Experts convene virtually to examine issues related to COVID-19 and its impact on democracy around the world

With public distrust in media and government running high even before the arrival of COVID-19, scientists and medical experts have stepped up in recent weeks to become trusted voices on the outbreak, sharing fact-based messages designed to inform and protect.

During a virtual conversation on COVID-19 and politics of information, hosted Friday by the Stavros Niarchos Foundation Agora Institute at Johns Hopkins, JHU faculty member Colleen Barry hailed these experts as "true public health heroes.

"Those voices can go a long way toward providing at least the baseline we need to establish trust," said Barry, who chairs the Department of Health Policy and Management at the university's Bloomberg School of Public Health.

Video credit: SNF Agora Institute

Barry was joined for the discussion by Dartmouth government professor and New York Times contributor Brendan Nyhan, an expert on misperceptions about politics and health care. Their conversation, moderated by SNF Agora Institute Director Hahrie Han, was the first in a new series titled "SNF Agora Conversations: The Politics and Policy of COVID-19." Additional virtual conversations bringing together experts to discuss the political and policy implications of COVID-19 are planned in the weeks ahead.

"Like everyone else, we've been watching as events unfold around the coronavirus pandemic and ... thinking about how our collective responses to the pandemic have the potential to exacerbate stresses that democracy all over the world has already been experiencing," said Han, describing the new series as a "social-scientific, evidence-based approach to exploring some of the most vexing political and policy issues surrounding the pandemic."

Barry and Nyhan noted that the intractable nature of our current media landscape—divisively partisan, with consumers self-selecting their own information sources that often affirm their beliefs, however misguided—has complicated the information exchange related to the global outbreak.

"Hearing different views really increases the confusion. There's no Walter Cronkite telling us what to think and do on the evening news anymore."

"Hearing different views really increases the confusion," Barry said. "There's no Walter Cronkite telling us what to think and do on the evening news anymore."
Colleen Barry
Professor, Bloomberg School of Public Health

Misinformation in this context, Nyhan noted, "could be life or death."

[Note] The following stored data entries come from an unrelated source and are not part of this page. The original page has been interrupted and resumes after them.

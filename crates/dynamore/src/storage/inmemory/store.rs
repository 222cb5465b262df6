//! In-memory item store implementation.

use std::collections::BTreeMap;
use std::sync::Arc;

use async_trait::async_trait;
use tokio::sync::RwLock;

use dynamore_core::storage::Result;
use dynamore_core::{Item, ItemStore, PrimaryKey, StoreError};

/// In-memory storage backend for testing.
///
/// Keeps items ordered by primary key, so a partition query returns items in
/// ascending sort-key order like DynamoDB does.
#[derive(Debug, Clone, Default)]
pub struct InMemoryStore {
    items: Arc<RwLock<BTreeMap<PrimaryKey, Item>>>,
}

impl InMemoryStore {
    /// Creates a new empty in-memory store.
    pub fn new() -> Self {
        Self::default()
    }

    /// Number of stored items across all entity kinds.
    pub async fn len(&self) -> usize {
        self.items.read().await.len()
    }

    pub async fn is_empty(&self) -> bool {
        self.items.read().await.is_empty()
    }
}

#[async_trait]
impl ItemStore for InMemoryStore {
    async fn get_item(&self, key: &PrimaryKey) -> Result<Option<Item>> {
        let items = self.items.read().await;
        Ok(items.get(key).cloned())
    }

    async fn put_item(&self, key: &PrimaryKey, item: Item) -> Result<()> {
        if PrimaryKey::from_item(&key.names, &item).as_ref() != Some(key) {
            return Err(StoreError::InvalidItem(format!(
                "item does not carry its key attributes ({key})"
            )));
        }
        let mut items = self.items.write().await;
        items.insert(key.clone(), item);
        Ok(())
    }

    async fn delete_item(&self, key: &PrimaryKey) -> Result<()> {
        let mut items = self.items.write().await;
        items.remove(key);
        Ok(())
    }

    async fn query_partition(
        &self,
        partition_name: &str,
        partition_value: &str,
    ) -> Result<Vec<Item>> {
        let items = self.items.read().await;
        Ok(items
            .iter()
            .filter(|(key, _)| {
                key.names.partition == partition_name && key.partition_value == partition_value
            })
            .map(|(_, item)| item.clone())
            .collect())
    }
}
use serde::Serialize;

use crate::storage::Attributes;

/// Result of a read.
///
/// A point lookup that finds nothing is [`ReadOutcome::Absent`]; a scan that
/// finds nothing is an empty [`ReadOutcome::Items`]. The two are never
/// conflated. Serializes as the item, the list, or `null`.
#[derive(Debug, Clone, PartialEq, Serialize)]
#[serde(untagged)]
pub enum ReadOutcome {
    /// The item addressed by an identity.
    Item(Attributes),
    /// Every item of the entity kind, in store order.
    Items(Vec<Attributes>),
    /// An identity was given and no item carries it.
    Absent,
}

impl ReadOutcome {
    pub fn is_absent(&self) -> bool {
        matches!(self, ReadOutcome::Absent)
    }

    pub fn into_item(self) -> Option<Attributes> {
        match self {
            ReadOutcome::Item(item) => Some(item),
            _ => None,
        }
    }

    pub fn into_items(self) -> Option<Vec<Attributes>> {
        match self {
            ReadOutcome::Items(items) => Some(items),
            _ => None,
        }
    }
}

#[cfg(test)]
mod tests {
    use super::*;
    use serde_json::json;

    #[test]
    fn test_absent_is_not_an_empty_list() {
        assert_ne!(ReadOutcome::Absent, ReadOutcome::Items(Vec::new()));
        assert!(ReadOutcome::Absent.is_absent());
        assert!(!ReadOutcome::Items(Vec::new()).is_absent());
    }

    #[test]
    fn test_serialization() {
        let item = json!({"name": "Jeanne"}).as_object().cloned().unwrap();

        assert_eq!(
            serde_json::to_value(ReadOutcome::Item(item.clone())).unwrap(),
            json!({"name": "Jeanne"})
        );
        assert_eq!(
            serde_json::to_value(ReadOutcome::Items(vec![item])).unwrap(),
            json!([{"name": "Jeanne"}])
        );
        assert_eq!(serde_json::to_value(ReadOutcome::Absent).unwrap(), json!(null));
    }

    #[test]
    fn test_accessors() {
        let item = json!({"uid": "1"}).as_object().cloned().unwrap();

        assert_eq!(ReadOutcome::Item(item.clone()).into_item(), Some(item.clone()));
        assert_eq!(ReadOutcome::Item(item.clone()).into_items(), None);
        assert_eq!(
            ReadOutcome::Items(vec![item.clone()]).into_items(),
            Some(vec![item])
        );
        assert_eq!(ReadOutcome::Absent.into_item(), None);
    }
}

Panelists emphasized that even with trusted voices from the scientific and medical communities stepping forward in this moment, our understanding of COVID-19 is constantly evolving and new data is becoming available every day, so both the media and public must be nimble in adapting.

"The challenge for us is to keep [COVID-19] in the category where there is social consensus around the scientific process—however imperfect it may be," Nyhan said. "And that's going to be critical because this science is happening on the fly."

Nyhan added that it's key to focus communication on the core set of facts that scientists do unanimously agree upon. "We need to be reinforcing over and over again those important messages about washing your hands and social distancing and all the things that will help us get through this epidemic," he said.

Agora's next live telecast takes place on Friday, March 27, at 12:30 p.m. with a conversation, "One Pandemic: A World of Responses," that explores different countries' varied responses to COVID-19 and the lessons governments can learn for preparing for future challenges. Participants will be SNF Agora senior fellow and historian Anne Applebaum; Ho-fung Hung, professor and chair of the Johns Hopkins Department of Sociology; and Josh Sharfstein, vice dean of public health practice and community engagement for the Bloomberg School.